Exercise prompt: Retype the records that follow, every line exactly as written.

[Data provided]

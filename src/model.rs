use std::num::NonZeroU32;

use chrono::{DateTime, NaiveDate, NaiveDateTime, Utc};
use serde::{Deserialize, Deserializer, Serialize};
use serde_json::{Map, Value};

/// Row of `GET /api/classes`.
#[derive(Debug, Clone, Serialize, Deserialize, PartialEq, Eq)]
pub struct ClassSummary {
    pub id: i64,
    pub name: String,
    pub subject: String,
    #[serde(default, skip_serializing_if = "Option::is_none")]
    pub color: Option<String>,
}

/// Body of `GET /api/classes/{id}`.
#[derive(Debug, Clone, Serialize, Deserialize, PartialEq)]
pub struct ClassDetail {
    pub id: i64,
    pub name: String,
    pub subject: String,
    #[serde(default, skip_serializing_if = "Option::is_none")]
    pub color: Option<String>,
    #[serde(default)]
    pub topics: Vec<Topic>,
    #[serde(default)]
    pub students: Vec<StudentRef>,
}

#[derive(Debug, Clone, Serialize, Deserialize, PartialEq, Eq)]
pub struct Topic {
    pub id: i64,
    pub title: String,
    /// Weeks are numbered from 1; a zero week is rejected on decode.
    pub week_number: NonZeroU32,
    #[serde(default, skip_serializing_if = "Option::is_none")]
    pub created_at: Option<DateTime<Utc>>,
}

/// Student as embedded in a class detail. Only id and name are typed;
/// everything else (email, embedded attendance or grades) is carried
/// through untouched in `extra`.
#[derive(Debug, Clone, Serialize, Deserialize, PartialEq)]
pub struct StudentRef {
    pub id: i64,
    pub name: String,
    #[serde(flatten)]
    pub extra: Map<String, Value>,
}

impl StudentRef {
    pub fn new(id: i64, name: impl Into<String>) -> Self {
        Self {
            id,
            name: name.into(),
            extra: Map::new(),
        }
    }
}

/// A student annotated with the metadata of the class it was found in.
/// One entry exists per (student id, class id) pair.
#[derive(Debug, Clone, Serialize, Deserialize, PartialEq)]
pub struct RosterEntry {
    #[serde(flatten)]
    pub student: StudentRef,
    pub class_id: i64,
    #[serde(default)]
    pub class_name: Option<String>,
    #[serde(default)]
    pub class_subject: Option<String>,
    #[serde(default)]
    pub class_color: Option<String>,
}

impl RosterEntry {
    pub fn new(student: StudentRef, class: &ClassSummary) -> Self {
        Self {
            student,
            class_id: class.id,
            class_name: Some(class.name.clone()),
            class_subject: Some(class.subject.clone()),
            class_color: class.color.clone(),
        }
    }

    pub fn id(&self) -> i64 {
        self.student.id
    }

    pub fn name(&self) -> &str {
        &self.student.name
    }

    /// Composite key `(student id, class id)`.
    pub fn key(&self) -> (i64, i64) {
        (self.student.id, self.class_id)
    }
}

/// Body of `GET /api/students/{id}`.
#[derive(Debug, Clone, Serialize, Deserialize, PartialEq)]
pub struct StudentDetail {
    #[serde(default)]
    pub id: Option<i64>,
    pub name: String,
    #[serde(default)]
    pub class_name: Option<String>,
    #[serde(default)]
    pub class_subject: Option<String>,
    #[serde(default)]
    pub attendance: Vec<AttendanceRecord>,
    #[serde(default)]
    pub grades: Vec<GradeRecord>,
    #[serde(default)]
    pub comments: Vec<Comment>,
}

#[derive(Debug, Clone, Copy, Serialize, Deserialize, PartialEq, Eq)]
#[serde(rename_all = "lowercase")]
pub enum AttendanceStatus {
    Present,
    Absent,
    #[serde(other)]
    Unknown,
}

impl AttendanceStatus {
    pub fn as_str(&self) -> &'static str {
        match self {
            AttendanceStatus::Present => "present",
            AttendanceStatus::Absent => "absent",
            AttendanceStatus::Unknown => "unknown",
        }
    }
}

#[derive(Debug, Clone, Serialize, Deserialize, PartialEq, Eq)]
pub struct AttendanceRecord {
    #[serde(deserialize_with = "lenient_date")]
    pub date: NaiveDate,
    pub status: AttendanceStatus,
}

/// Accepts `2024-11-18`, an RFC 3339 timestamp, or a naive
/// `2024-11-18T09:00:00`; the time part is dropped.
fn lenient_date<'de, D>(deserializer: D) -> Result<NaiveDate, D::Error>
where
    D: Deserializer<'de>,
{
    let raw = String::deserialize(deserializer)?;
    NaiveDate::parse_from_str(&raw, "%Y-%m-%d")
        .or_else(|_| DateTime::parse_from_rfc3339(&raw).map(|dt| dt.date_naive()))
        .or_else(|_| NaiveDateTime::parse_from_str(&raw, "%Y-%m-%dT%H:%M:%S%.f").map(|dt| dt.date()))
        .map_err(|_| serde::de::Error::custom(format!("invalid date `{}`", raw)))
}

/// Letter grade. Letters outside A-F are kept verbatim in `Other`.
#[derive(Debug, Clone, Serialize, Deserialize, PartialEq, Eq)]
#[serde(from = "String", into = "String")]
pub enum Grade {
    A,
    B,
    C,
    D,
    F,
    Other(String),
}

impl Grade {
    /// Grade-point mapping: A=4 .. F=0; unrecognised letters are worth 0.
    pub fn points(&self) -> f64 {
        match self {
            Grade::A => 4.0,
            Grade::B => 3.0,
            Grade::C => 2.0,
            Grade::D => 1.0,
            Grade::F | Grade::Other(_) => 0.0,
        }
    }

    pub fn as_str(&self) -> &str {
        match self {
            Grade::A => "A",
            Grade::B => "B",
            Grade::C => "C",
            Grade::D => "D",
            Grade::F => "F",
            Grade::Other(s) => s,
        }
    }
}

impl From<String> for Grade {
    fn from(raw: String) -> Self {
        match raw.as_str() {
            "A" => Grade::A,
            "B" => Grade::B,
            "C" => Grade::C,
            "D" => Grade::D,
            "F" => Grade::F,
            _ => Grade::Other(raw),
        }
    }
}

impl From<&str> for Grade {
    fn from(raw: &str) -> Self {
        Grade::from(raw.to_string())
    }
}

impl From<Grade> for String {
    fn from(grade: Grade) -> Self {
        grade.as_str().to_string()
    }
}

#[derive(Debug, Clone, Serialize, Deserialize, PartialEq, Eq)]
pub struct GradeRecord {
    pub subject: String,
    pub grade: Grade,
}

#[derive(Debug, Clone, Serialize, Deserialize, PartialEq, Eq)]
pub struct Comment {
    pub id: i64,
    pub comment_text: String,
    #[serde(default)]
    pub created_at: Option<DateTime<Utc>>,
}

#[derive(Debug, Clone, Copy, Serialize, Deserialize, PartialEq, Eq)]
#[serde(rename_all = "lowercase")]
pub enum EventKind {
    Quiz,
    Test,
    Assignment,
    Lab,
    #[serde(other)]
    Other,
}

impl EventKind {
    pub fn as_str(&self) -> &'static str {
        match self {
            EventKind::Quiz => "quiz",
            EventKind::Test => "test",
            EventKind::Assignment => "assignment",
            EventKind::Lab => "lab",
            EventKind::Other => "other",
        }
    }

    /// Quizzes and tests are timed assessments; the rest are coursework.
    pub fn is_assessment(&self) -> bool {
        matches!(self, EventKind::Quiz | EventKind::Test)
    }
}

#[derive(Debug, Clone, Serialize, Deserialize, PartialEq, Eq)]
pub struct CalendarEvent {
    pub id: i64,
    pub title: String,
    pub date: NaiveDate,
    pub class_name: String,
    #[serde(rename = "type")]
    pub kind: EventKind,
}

[/Data provided]

Answer to the exercise:
filename src/model.rs
use std::num::NonZeroU32;

use chrono::{DateTime, NaiveDate, NaiveDateTime, Utc};
use serde::{Deserialize, Deserializer, Serialize};
use serde_json::{Map, Value};

/// Row of `GET /api/classes`.
#[derive(Debug, Clone, Serialize, Deserialize, PartialEq, Eq)]
pub struct ClassSummary {
    pub id: i64,
    pub name: String,
    pub subject: String,
    #[serde(default, skip_serializing_if = "Option::is_none")]
    pub color: Option<String>,
}

/// Body of `GET /api/classes/{id}`.
#[derive(Debug, Clone, Serialize, Deserialize, PartialEq)]
pub struct ClassDetail {
    pub id: i64,
    pub name: String,
    pub subject: String,
    #[serde(default, skip_serializing_if = "Option::is_none")]
    pub color: Option<String>,
    #[serde(default)]
    pub topics: Vec<Topic>,
    #[serde(default)]
    pub students: Vec<StudentRef>,
}

#[derive(Debug, Clone, Serialize, Deserialize, PartialEq, Eq)]
pub struct Topic {
    pub id: i64,
    pub title: String,
    /// Weeks are numbered from 1; a zero week is rejected on decode.
    pub week_number: NonZeroU32,
    #[serde(default, skip_serializing_if = "Option::is_none")]
    pub created_at: Option<DateTime<Utc>>,
}

/// Student as embedded in a class detail. Only id and name are typed;
/// everything else (email, embedded attendance or grades) is carried
/// through untouched in `extra`.
#[derive(Debug, Clone, Serialize, Deserialize, PartialEq)]
pub struct StudentRef {
    pub id: i64,
    pub name: String,
    #[serde(flatten)]
    pub extra: Map<String, Value>,
}

impl StudentRef {
    pub fn new(id: i64, name: impl Into<String>) -> Self {
        Self {
            id,
            name: name.into(),
            extra: Map::new(),
        }
    }
}

/// A student annotated with the metadata of the class it was found in.
/// One entry exists per (student id, class id) pair.
#[derive(Debug, Clone, Serialize, Deserialize, PartialEq)]
pub struct RosterEntry {
    #[serde(flatten)]
    pub student: StudentRef,
    pub class_id: i64,
    #[serde(default)]
    pub class_name: Option<String>,
    #[serde(default)]
    pub class_subject: Option<String>,
    #[serde(default)]
    pub class_color: Option<String>,
}

impl RosterEntry {
    pub fn new(student: StudentRef, class: &ClassSummary) -> Self {
        Self {
            student,
            class_id: class.id,
            class_name: Some(class.name.clone()),
            class_subject: Some(class.subject.clone()),
            class_color: class.color.clone(),
        }
    }

    pub fn id(&self) -> i64 {
        self.student.id
    }

    pub fn name(&self) -> &str {
        &self.student.name
    }

    /// Composite key `(student id, class id)`.
    pub fn key(&self) -> (i64, i64) {
        (self.student.id, self.class_id)
    }
}

/// Body of `GET /api/students/{id}`.
#[derive(Debug, Clone, Serialize, Deserialize, PartialEq)]
pub struct StudentDetail {
    #[serde(default)]
    pub id: Option<i64>,
    pub name: String,
    #[serde(default)]
    pub class_name: Option<String>,
    #[serde(default)]
    pub class_subject: Option<String>,
    #[serde(default)]
    pub attendance: Vec<AttendanceRecord>,
    #[serde(default)]
    pub grades: Vec<GradeRecord>,
    #[serde(default)]
    pub comments: Vec<Comment>,
}

#[derive(Debug, Clone, Copy, Serialize, Deserialize, PartialEq, Eq)]
#[serde(rename_all = "lowercase")]
pub enum AttendanceStatus {
    Present,
    Absent,
    #[serde(other)]
    Unknown,
}

impl AttendanceStatus {
    pub fn as_str(&self) -> &'static str {
        match self {
            AttendanceStatus::Present => "present",
            AttendanceStatus::Absent => "absent",
            AttendanceStatus::Unknown => "unknown",
        }
    }
}

#[derive(Debug, Clone, Serialize, Deserialize, PartialEq, Eq)]
pub struct AttendanceRecord {
    #[serde(deserialize_with = "lenient_date")]
    pub date: NaiveDate,
    pub status: AttendanceStatus,
}

/// Accepts `2024-11-18`, an RFC 3339 timestamp, or a naive
/// `2024-11-18T09:00:00`; the time part is dropped.
fn lenient_date<'de, D>(deserializer: D) -> Result<NaiveDate, D::Error>
where
    D: Deserializer<'de>,
{
    let raw = String::deserialize(deserializer)?;
    NaiveDate::parse_from_str(&raw, "%Y-%m-%d")
        .or_else(|_| DateTime::parse_from_rfc3339(&raw).map(|dt| dt.date_naive()))
        .or_else(|_| NaiveDateTime::parse_from_str(&raw, "%Y-%m-%dT%H:%M:%S%.f").map(|dt| dt.date()))
        .map_err(|_| serde::de::Error::custom(format!("invalid date `{}`", raw)))
}

/// Letter grade. Letters outside A-F are kept verbatim in `Other`.
#[derive(Debug, Clone, Serialize, Deserialize, PartialEq, Eq)]
#[serde(from = "String", into = "String")]
pub enum Grade {
    A,
    B,
    C,
    D,
    F,
    Other(String),
}

impl Grade {
    /// Grade-point mapping: A=4 .. F=0; unrecognised letters are worth 0.
    pub fn points(&self) -> f64 {
        match self {
            Grade::A => 4.0,
            Grade::B => 3.0,
            Grade::C => 2.0,
            Grade::D => 1.0,
            Grade::F | Grade::Other(_) => 0.0,
        }
    }

    pub fn as_str(&self) -> &str {
        match self {
            Grade::A => "A",
            Grade::B => "B",
            Grade::C => "C",
            Grade::D => "D",
            Grade::F => "F",
            Grade::Other(s) => s,
        }
    }
}

impl From<String> for Grade {
    fn from(raw: String) -> Self {
        match raw.as_str() {
            "A" => Grade::A,
            "B" => Grade::B,
            "C" => Grade::C,
            "D" => Grade::D,
            "F" => Grade::F,
            _ => Grade::Other(raw),
        }
    }
}

impl From<&str> for Grade {
    fn from(raw: &str) -> Self {
        Grade::from(raw.to_string())
    }
}

impl From<Grade> for String {
    fn from(grade: Grade) -> Self {
        grade.as_str().to_string()
    }
}

#[derive(Debug, Clone, Serialize, Deserialize, PartialEq, Eq)]
pub struct GradeRecord {
    pub subject: String,
    pub grade: Grade,
}

#[derive(Debug, Clone, Serialize, Deserialize, PartialEq, Eq)]
pub struct Comment {
    pub id: i64,
    pub comment_text: String,
    #[serde(default)]
    pub created_at: Option<DateTime<Utc>>,
}

#[derive(Debug, Clone, Copy, Serialize, Deserialize, PartialEq, Eq)]
#[serde(rename_all = "lowercase")]
pub enum EventKind {
    Quiz,
    Test,
    Assignment,
    Lab,
    #[serde(other)]
    Other,
}

impl EventKind {
    pub fn as_str(&self) -> &'static str {
        match self {
            EventKind::Quiz => "quiz",
            EventKind::Test => "test",
            EventKind::Assignment => "assignment",
            EventKind::Lab => "lab",
            EventKind::Other => "other",
        }
    }

    /// Quizzes and tests are timed assessments; the rest are coursework.
    pub fn is_assessment(&self) -> bool {
        matches!(self, EventKind::Quiz | EventKind::Test)
    }
}

#[derive(Debug, Clone, Serialize, Deserialize, PartialEq, Eq)]
pub struct CalendarEvent {
    pub id: i64,
    pub title: String,
    pub date: NaiveDate,
    pub class_name: String,
    #[serde(rename = "type")]
    pub kind: EventKind,
}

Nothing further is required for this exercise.